- Interactive map of the mountain

Highest point
- Elevation: 1,634 m (5,361 ft)
- Coordinates: 61°30′15″N 8°43′55″E﻿ / ﻿61.50422°N 8.73196°E

Geography
- Location: Innlandet, Norway
- Parent range: Jotunheimen
- Topo map: 1618 III Glittertinden

= Besseggen =

Mountain ridge in Innlandet, Norway

Besseggen is a mountain ridge in Vågå Municipality in Innlandet county, Norway. The 1634 m tall mountain ridge is located in the Jotunheimen mountains within Jotunheimen National Park. The mountain sits about 46 km southwest of the village of Vågåmo and about 30 km northwest of the village of Beitostølen. The mountain ridge is surrounded by several other notable mountains including Veslfjellet to the east and Besshøe to the northwest. The ridge runs between the lakes Gjende and Bessvatnet.
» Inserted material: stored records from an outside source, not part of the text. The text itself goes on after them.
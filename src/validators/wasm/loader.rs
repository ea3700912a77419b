//! WASM validation module loader

use super::WasmRuntime;
use crate::validators::{
    Execution, ExecutionStatus, HostContext, RecordPair, ValidationError, Validator,
};
use async_trait::async_trait;
use std::path::Path;
use std::sync::Arc;
use tracing::{debug, info, warn};
use wasmtime::{Error, Linker, Module, Store, Trap};

/// Name of the function every validation module exports
pub const ENTRYPOINT: &str = "validate";

/// A compiled validation module
#[derive(Clone)]
pub struct WasmValidator {
    name: String,
    runtime: Arc<WasmRuntime>,
    linker: Arc<Linker<HostContext>>,
    module: Module,
}

impl WasmValidator {
    /// Load a validation module from file
    pub fn from_file(
        name: String,
        path: &Path,
        runtime: Arc<WasmRuntime>,
    ) -> Result<Self, ValidationError> {
        debug!("Loading WASM validator: {} from {}", name, path.display());

        let wasm_bytes = std::fs::read(path).map_err(|e| {
            ValidationError::Load(format!("Failed to read WASM file '{}': {}", path.display(), e))
        })?;

        Self::from_bytes(name, &wasm_bytes, runtime)
    }

    /// Compile a validation module from binary (or text) WebAssembly
    pub fn from_bytes(
        name: String,
        wasm: &[u8],
        runtime: Arc<WasmRuntime>,
    ) -> Result<Self, ValidationError> {
        let module = Module::new(runtime.engine(), wasm).map_err(|e| {
            ValidationError::Load(format!("Failed to compile module '{}': {}", name, e))
        })?;

        // Some toolchains import WASI shims the module never calls.
        // Satisfy them with traps instead of failing to link.
        let mut linker = runtime.linker().clone();
        linker
            .define_unknown_imports_as_traps(&module)
            .map_err(|e| {
                ValidationError::Load(format!("Failed to link module '{}': {}", name, e))
            })?;

        info!("✅ WASM validator '{}' loaded successfully", name);

        Ok(Self {
            name,
            runtime,
            linker: Arc::new(linker),
            module,
        })
    }

    /// Run `validate()` once in a fresh store
    fn execute_wasm(&self, records: &RecordPair) -> Result<Execution, ValidationError> {
        let settings = self.runtime.settings();

        let mut store = Store::new(
            self.runtime.engine(),
            HostContext::new(records.clone(), settings.max_memory_bytes),
        );
        store.limiter(|ctx| &mut ctx.limits);
        store
            .set_fuel(settings.fuel)
            .map_err(|e| ValidationError::Runtime(format!("Failed to set fuel: {}", e)))?;

        let instance = self
            .linker
            .instantiate(&mut store, &self.module)
            .map_err(|e| ValidationError::Instantiate(format!("{:#}", e)))?;

        let validate = instance
            .get_typed_func::<(), ()>(&mut store, ENTRYPOINT)
            .map_err(|e| ValidationError::MissingEntrypoint(e.to_string()))?;

        let status = match validate.call(&mut store, ()) {
            Ok(()) => ExecutionStatus::Completed,
            Err(err) => {
                let reason = describe_trap(&err);
                warn!("⚠️  Validator '{}' aborted: {}", self.name, reason);
                ExecutionStatus::Aborted(reason)
            }
        };

        let fuel_consumed = settings.fuel.saturating_sub(store.get_fuel().unwrap_or(0));
        let report = store.into_data().into_report();
        debug!(
            "Validator '{}' made {} calls using {} fuel",
            self.name,
            report.calls.len(),
            fuel_consumed
        );

        Ok(Execution {
            status,
            report,
            fuel_consumed,
        })
    }
}

fn describe_trap(err: &Error) -> String {
    match err.downcast_ref::<Trap>() {
        Some(Trap::OutOfFuel) => "fuel exhausted".to_string(),
        Some(trap) => trap.to_string(),
        None => format!("{:#}", err),
    }
}

#[async_trait]
impl Validator for WasmValidator {
    async fn validate(&self, records: &RecordPair) -> Result<Execution, ValidationError> {
        // Execute in thread pool to avoid blocking
        let validator = self.clone();
        let records = records.clone();

        tokio::task::spawn_blocking(move || validator.execute_wasm(&records))
            .await
            .map_err(|e| ValidationError::Runtime(format!("WASM execution panicked: {}", e)))?
    }

    fn name(&self) -> &str {
        &self.name
    }
}
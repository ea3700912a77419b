//! Validation module host
//!
//! Loads RESO validation modules and serves the `reso` host calls they
//! import. Each call to [`Validator::validate`] is one self-contained
//! invocation of the module's `validate()` export.
//!
//! # Architecture
//!
//! ```text
//! ┌─────────────────────────────────────────┐
//! │       WasmValidator                     │
//! ├─────────────────────────────────────────┤
//! │  • Fresh store + instance per call      │
//! │  • Fuel and memory limits               │
//! │  • Collects outgoing calls              │
//! └────────┬────────────────────────────────┘
//!          │ imports
//!          ├──> reso.data / reso.previous_data   (two-phase transfer)
//!          ├──> reso.error / reso.warn           (field reports)
//!          ├──> reso.set_required / set_display  (field control)
//!          ├──> reso.set                         (value override)
//!          └──> reso.diagnostic                  (operator log)
//! ```
//!
//! # Example Usage
//!
//! ```rust,ignore
//! let runtime = Arc::new(WasmRuntime::new(&config.runtime)?);
//! let validator = WasmValidator::from_file("listing".into(), path, runtime)?;
//!
//! let execution = validator.validate(&records).await?;
//! if execution.passed() {
//!     println!("✅ Validation passed");
//! }
//! ```

pub mod context;
pub mod result;
pub mod traits;
pub mod wasm;

// Re-export commonly used types
pub use context::{HostContext, RecordPair};
pub use result::{Execution, ExecutionStatus, HostCall, ValidationError};
pub use traits::Validator;
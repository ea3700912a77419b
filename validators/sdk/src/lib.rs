//! RESO Validation Module SDK
//!
//! Helpers for writing validation modules that run inside a `reso` host
//! sandbox. A module exports a single `validate()` function. Everything it
//! knows arrives through host calls, and everything it decides leaves
//! through host calls:
//!
//! ```text
//!   host ──data / previous_data──▶ Transfer ──bytes──▶ decode ──records──▶ rules
//!                                                                         │
//!   host ◀──error / warn / set_*── Transfer ◀──────── report ◀──intents───┘
//! ```
//!
//! Records are fetched with a two-phase protocol: the module asks for the
//! size with an empty destination, allocates exactly that much, then asks
//! the host to fill it. Outgoing calls are one-way and unacknowledged.
//!
//! Rule sets are pure functions from `(current, previous)` to [`Intents`]
//! and can be tested natively against [`testing::RecordingHost`].
//!
//! # Example
//!
//! ```rust,no_run
//! use reso_validator_sdk::*;
//! use serde::Deserialize;
//!
//! #[derive(Default, Deserialize)]
//! #[serde(default)]
//! struct Listing {
//!     #[serde(rename = "ListPrice")]
//!     list_price: f64,
//! }
//!
//! fn rules(current: &Listing, _previous: &Listing) -> Intents {
//!     let mut intents = Intents::new();
//!     if current.list_price <= 0.0 {
//!         intents.error("ListPrice", "List Price must be greater than $0");
//!     }
//!     intents
//! }
//!
//! define_validator!(rules);
//! ```

pub mod boundary;
pub mod decode;
pub mod intent;
pub mod invocation;
pub mod reporter;
pub mod testing;
pub mod transfer;

#[cfg(target_arch = "wasm32")]
mod sys;

pub use boundary::{Boundary, Snapshot};
pub use decode::{decode, DecodeError, Records};
pub use intent::{FieldControl, Intent, Intents, ValueControl};
pub use invocation::{invoke, AbortReason, Outcome};
pub use reporter::report;
pub use transfer::{Transfer, TransferError};

#[cfg(target_arch = "wasm32")]
pub use sys::WasmHost;

/// Export `validate()` running the given rule function.
///
/// The rule function has the shape `fn(&R, &R) -> Intents` where `R` is the
/// record schema. A fatal failure is reported through one diagnostic and
/// then traps, so the host sees the invocation fail.
#[macro_export]
macro_rules! define_validator {
    ($rules_fn:path) => {
        #[cfg(target_arch = "wasm32")]
        #[unsafe(no_mangle)]
        pub extern "C" fn validate() {
            let mut host = $crate::WasmHost;
            if $crate::invoke(&mut host, $rules_fn).is_aborted() {
                ::core::arch::wasm32::unreachable();
            }
        }
    };
}
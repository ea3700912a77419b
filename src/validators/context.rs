//! Validation context - data served to modules

use super::result::{HostCall, ValidationReport, ValidationError};
use std::path::Path;
use tracing::debug;
use wasmtime::{StoreLimits, StoreLimitsBuilder};

/// Which snapshot a transfer call asks for
#[derive(Debug, Clone, Copy, PartialEq, Eq)]
pub enum Snapshot {
    Current,
    Previous,
}

/// Current and previous record, as compact JSON text
///
/// An empty `previous` means the record is new; the module sees a size of
/// zero when it probes for it.
#[derive(Debug, Clone, Default, PartialEq)]
pub struct RecordPair {
    pub current: String,
    pub previous: String,
}

impl RecordPair {
    /// Build a pair from parsed JSON values
    pub fn from_values(current: &serde_json::Value, previous: Option<&serde_json::Value>) -> Self {
        Self {
            current: current.to_string(),
            previous: previous.map(|value| value.to_string()).unwrap_or_default(),
        }
    }

    /// Load records from JSON files
    pub fn from_files(current: &Path, previous: Option<&Path>) -> Result<Self, ValidationError> {
        let current = read_json(current)?;
        let previous = previous.map(read_json).transpose()?;
        Ok(Self::from_values(&current, previous.as_ref()))
    }

    pub fn bytes(&self, snapshot: Snapshot) -> &[u8] {
        match snapshot {
            Snapshot::Current => self.current.as_bytes(),
            Snapshot::Previous => self.previous.as_bytes(),
        }
    }
}

fn read_json(path: &Path) -> Result<serde_json::Value, ValidationError> {
    let contents = std::fs::read(path).map_err(|e| ValidationError::Record {
        path: path.to_path_buf(),
        message: format!("failed to read: {}", e),
    })?;

    serde_json::from_slice(&contents).map_err(|e| ValidationError::Record {
        path: path.to_path_buf(),
        message: format!("not JSON: {}", e),
    })
}

/// Per-invocation store data
///
/// Created fresh for every call to `validate()` and consumed into a
/// [`ValidationReport`] afterwards.
pub struct HostContext {
    records: RecordPair,
    calls: Vec<HostCall>,
    pub(crate) limits: StoreLimits,
}

impl HostContext {
    pub fn new(records: RecordPair, max_memory_bytes: usize) -> Self {
        Self {
            records,
            calls: Vec::new(),
            limits: StoreLimitsBuilder::new()
                .memory_size(max_memory_bytes)
                .instances(1)
                .trap_on_grow_failure(true)
                .build(),
        }
    }

    pub fn records(&self) -> &RecordPair {
        &self.records
    }

    /// Record an outgoing call from the module
    pub fn record(&mut self, call: HostCall) {
        debug!("module call: {:?}", call);
        self.calls.push(call);
    }

    pub fn into_report(self) -> ValidationReport {
        ValidationReport { calls: self.calls }
    }
}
The walk over Besseggen is one of the most popular mountain hikes in Norway. About 30,000 people walk this trip each year. The route over Besseggen starts at Gjendesheim, up to the trails highest point, Veslfjellet (at 1743 m), down Besseggen, further over the relatively flat area Bandet (at the foot of Besshøe), and ends at Memurubu, where one may take the regularly scheduled ferry route back to Gjendesheim. Many choose to do the hike in the other direction by starting at Memurubu after first taking the ferry there from Gjendesheim. The trip is estimated to take about 5–7 hours to walk without rest stops.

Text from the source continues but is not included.